Background on Genotype Calling

About the Authors

Jackson Pang

1st year MSEE with background in computer architecture, high-performance computing, embedded network programming, detection and estimation.

Digvijay Singh

1st Year MSEE with backgorund in computer architecture, signal processing, networks, operating systems, compilers and embedded computing.

Goal for end of Quarter

  • Our goal for this quarter is to make a simple genotype caller based on raw data of the probes.

Weekly Schedule

  • Week 4- Deal with probe level data and begin formulating the problem.
  • Week 5- Look into candidate algorithms and analyze probe level data more deeply.
  • Week 6- Begin implementing and evaluating the genotype calling algorithms.
  • Week 7- Finalize Implementation of the algorithms.
  • Week 8- Evaluate and Test algorithms with multiple data sets and previous results.
  • Week 9- Present Results and Report.

WEEK9 Weekly Update (May 28, 2009)

Weekly Progress

Next Week Plan

  • The project is officially finished!

Grade for the Week

  • Grade: A

Problems that Came Up

  • Well, the usual presentation making problems cropped up.

Problems Solved This Week

  • Finished our presentation and reporting for the project. We are done!

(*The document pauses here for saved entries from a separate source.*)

pub mod event;
pub mod event_queue;

pub use event::{Event, EventType};
pub use event_queue::EventQueue;
use egui::{ClippedPrimitive, TexturesDelta};

/// Paint output of one egui frame, ready for a wgpu renderer.
pub struct EguiFrame {
    pub primitives: Vec<ClippedPrimitive>,
    pub textures_delta: TexturesDelta,
    pub pixels_per_point: f32,
}

impl EguiFrame {
    /// Folds `newer` into this frame: newer geometry wins, texture updates accumulate.
    pub fn merge(&mut self, newer: EguiFrame) {
        self.primitives = newer.primitives;
        self.textures_delta.append(newer.textures_delta);
        self.pixels_per_point = newer.pixels_per_point;
    }
}
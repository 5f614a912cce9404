pub mod window_config;

pub use window_config::{BackendSelector, WindowConfig};
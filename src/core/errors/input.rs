use thiserror::Error;

/// A raw button code or a button name with no entry in the symbolic vocabulary.
#[derive(Debug, Clone, PartialEq, Eq, Error)]
pub enum UnrecognizedButton {
    #[error("unrecognized button code: {0}")]
    Code(String),

    #[error("unrecognized button name: {0:?}")]
    Name(String),
}
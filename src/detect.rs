//! Public entry points of the detector.
//!
//! Each call constructs its own analyzer, rewriter and diagnostic sink;
//! nothing is shared across calls. Failures surface as an empty result plus
//! the sink's records.

use fxhash::FxHashSet;
use indexmap::IndexMap;
use log::debug;

use crate::analyzer::Analyzer;
use crate::ast::{Expr, Span, Var};
use crate::constraint::match_bound_constraints;
use crate::diags::{Diagnostic, DiagnosticSink};
use crate::error::ErrorKind;
use crate::iter::{IterMarkNode, IterSum, MarkArena, SplitCollector};
use crate::lowering;
use crate::rewriter::IterMapRewriter;
use crate::subspace::SubspaceDivider;

/// Half-open range `[min, min + extent)` of an input iterator.
#[derive(Debug, Clone)]
pub struct IterRange {
    pub min: Expr,
    pub extent: Expr,
}

impl IterRange {
    pub fn new(min: Expr, extent: Expr) -> Self {
        IterRange { min, extent }
    }
}

/// Input iterators with their ranges, in declaration order.
pub type IterRanges = IndexMap<Var, IterRange>;

/// Result of [`detect_iter_map`]: the canonical sums (one per index, empty
/// on failure), the arena holding every mark they reference, and the
/// diagnostics explaining any failure.
#[derive(Debug)]
pub struct AffineIterMap {
    pub marks: MarkArena,
    pub indices: Vec<IterSum>,
    pub diagnostics: Vec<Diagnostic>,
}

impl AffineIterMap {
    pub fn is_empty(&self) -> bool {
        self.indices.is_empty()
    }
}

/// Result of [`subspace_divide`]: an `(outer, inner)` mark pair per binding
/// plus the predicates collected for halves that carry a tightened bound.
#[derive(Debug)]
pub struct SubspaceDivision {
    pub marks: MarkArena,
    pub pairs: Vec<(IterMarkNode, IterMarkNode)>,
    pub outer_predicate: Expr,
    pub inner_predicate: Expr,
    pub diagnostics: Vec<Diagnostic>,
}

impl SubspaceDivision {
    pub fn is_empty(&self) -> bool {
        self.pairs.is_empty()
    }
}

/// Detect whether every index is an affine (fused/split/scaled) map of the
/// input iterators under `predicate`. With `require_bijective` the mapping
/// must additionally use every input iterator and cover each mark exactly.
pub fn detect_iter_map(
    indices: &[Expr],
    input_iters: &IterRanges,
    predicate: &Expr,
    require_bijective: bool,
) -> AffineIterMap {
    let analyzer = Analyzer::new();
    let mut sink = DiagnosticSink::new();
    let (marks, sums) = detect_impl(
        indices,
        input_iters,
        predicate,
        require_bijective,
        &analyzer,
        &mut sink,
    );
    AffineIterMap {
        marks,
        indices: sums,
        diagnostics: sink.into_diagnostics(),
    }
}

/// Detect and lower back: on success the indices come back in canonical
/// shape, on failure they come back unchanged.
pub fn iter_map_simplify(
    indices: &[Expr],
    input_iters: &IterRanges,
    predicate: &Expr,
    require_bijective: bool,
) -> Vec<Expr> {
    let analyzer = Analyzer::new();
    let mut sink = DiagnosticSink::new();
    let (marks, sums) = detect_impl(
        indices,
        input_iters,
        predicate,
        require_bijective,
        &analyzer,
        &mut sink,
    );
    if sums.is_empty() {
        return indices.to_vec();
    }
    sums.iter()
        .map(|sum| lowering::lower_sum(&analyzer, &marks, sum))
        .collect()
}

/// Factor every binding into `outer * extent(inner) + inner` with respect
/// to the `sub_iters` inner iterator set.
pub fn subspace_divide(
    bindings: &[Expr],
    input_iters: &IterRanges,
    sub_iters: &[Var],
    predicate: &Expr,
    require_bijective: bool,
) -> SubspaceDivision {
    let analyzer = Analyzer::new();
    let mut sink = DiagnosticSink::new();
    let (mut marks, maps) = detect_impl(
        bindings,
        input_iters,
        predicate,
        require_bijective,
        &analyzer,
        &mut sink,
    );
    let mut pairs = Vec::with_capacity(maps.len());
    let mut outer_predicate = Expr::bool_imm(true);
    let mut inner_predicate = Expr::bool_imm(true);
    if !maps.is_empty() {
        let collector = SplitCollector::collect(&marks, &maps);
        let sub_set: FxHashSet<Var> = sub_iters.iter().cloned().collect();
        let mut divider =
            SubspaceDivider::new(&analyzer, &mut sink, &mut marks, collector, sub_set);
        let mut failed = false;
        for expr in &maps {
            let zero = Expr::zero(expr.base.dtype);
            let result = divider.divide_iter_sum(expr, &zero);
            if divider.unresolved_count() > 0 {
                failed = true;
                break;
            }
            pairs.push((
                IterMarkNode::new(result.outer, result.outer_extent),
                IterMarkNode::new(result.inner, result.inner_extent),
            ));
        }
        if failed {
            pairs.clear();
        } else {
            outer_predicate = divider.outer_preds().clone();
            inner_predicate = divider.inner_preds().clone();
        }
    }
    SubspaceDivision {
        marks,
        pairs,
        outer_predicate,
        inner_predicate,
        diagnostics: sink.into_diagnostics(),
    }
}

fn detect_impl(
    indices: &[Expr],
    input_iters: &IterRanges,
    predicate: &Expr,
    require_bijective: bool,
    analyzer: &Analyzer,
    sink: &mut DiagnosticSink,
) -> (MarkArena, Vec<IterSum>) {
    if !iter_range_sanity_check(input_iters) {
        sink.emit(Diagnostic::error(Span::generated(), ErrorKind::BadIterRanges));
        return (MarkArena::new(), Vec::new());
    }
    let mut constraints = match_bound_constraints(predicate, input_iters);
    if !predicate.is_const_true() && constraints.is_empty() {
        sink.emit(Diagnostic::error(
            predicate.span,
            ErrorKind::PredicateNotParsed(predicate.to_string()),
        ));
        return (MarkArena::new(), Vec::new());
    }
    // Rewrite constraints shortest-first: a constraint over a larger
    // expression contains its sub-constraints' iterators, so their marks
    // must exist before it is visited.
    for constraint in &mut constraints {
        constraint.expr_size = constraint.iter.num_nodes();
    }
    constraints.sort_by_key(|constraint| constraint.expr_size);

    let mut rewriter = IterMapRewriter::new(analyzer, sink, input_iters);
    for constraint in &constraints {
        rewriter.rewrite_iter_constraint(
            &constraint.iter,
            constraint.lower_bound.clone(),
            constraint.upper_bound.clone(),
        );
        if rewriter.unresolved_count() > 0 {
            return (rewriter.into_marks(), Vec::new());
        }
    }
    if !rewriter.check_constraints(predicate.span) {
        return (rewriter.into_marks(), Vec::new());
    }
    let mut results = Vec::with_capacity(indices.len());
    for index in indices {
        results.push(rewriter.rewrite(index));
        if rewriter.unresolved_count() > 0 {
            return (rewriter.into_marks(), Vec::new());
        }
    }
    if !rewriter.check_mapping(&results, require_bijective) {
        let marks = rewriter.into_marks();
        sink.emit(Diagnostic::error(predicate.span, ErrorKind::NotIndependent));
        return (marks, Vec::new());
    }
    debug!("detected affine iter map over {} indices", results.len());
    (rewriter.into_marks(), results)
}

/// Iterator ranges must not mention other input iterators.
fn iter_range_sanity_check(input_iters: &IterRanges) -> bool {
    let uses_input = |v: &Var| input_iters.contains_key(v);
    for range in input_iters.values() {
        if range.min.uses_var(&uses_input) || range.extent.uses_var(&uses_input) {
            return false;
        }
    }
    true
}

WEEK8 Weekly Update (May 21, 2009)

Weekly Progress

  • Analyzed the performance of both the sector-sweep and K-means clustering techniques with respect to the Affymatrix 100k Xba calling data available from HapMap project's website.

Figures

  • We show the comparison of our algorithms genotype-calling to the HapMap genotyped data.
  • For both our algorithms, the calls were consistent with greater than 95% accuracy. The K-means did slightly better than sector-sweep in the comparison.
K-Means
bar_k.bmphist_k.bmp
Sector-sweep
bar_slope.bmphist_slope.bmp

Next Week Plan

  • Finalize presentation for the project.

Grade for the Week

  • Grade: A

Problems that Came Up

  • We had made some small indexing errors in the comparison of our algorithms' results with the HapMap gentoyped data. This led to a near 40% consistency that really shocked us!

Problems Solved This Week

  • Compared our results to all 50k genotyped SNPs from the HapMap website. Comparison proves that our algorithms have done well.

References

WEEK 7 Weekly Update (May 14, 2009)

Weekly Progress

  • Implemented a calling method based on K-means clustering technique.
  • Ran the K-means algorithm over all of the affy100k SNPs and obtained the calling data for all 270 individuals.

Figures

  • After using our K-means genotype caller, the clusters have been marked as BB (red), AB (black) and AA (green) for a sample SNP.
clu1.bmp

R Code

# performs clustering based on the input data sets

senseA <- read.table ("senseA.txt", header = T)
senseB <- read.table ("senseB.txt", header = T)
#rowNames <- read.delim ("rowOrder.names", quote = "\"", sep = "/")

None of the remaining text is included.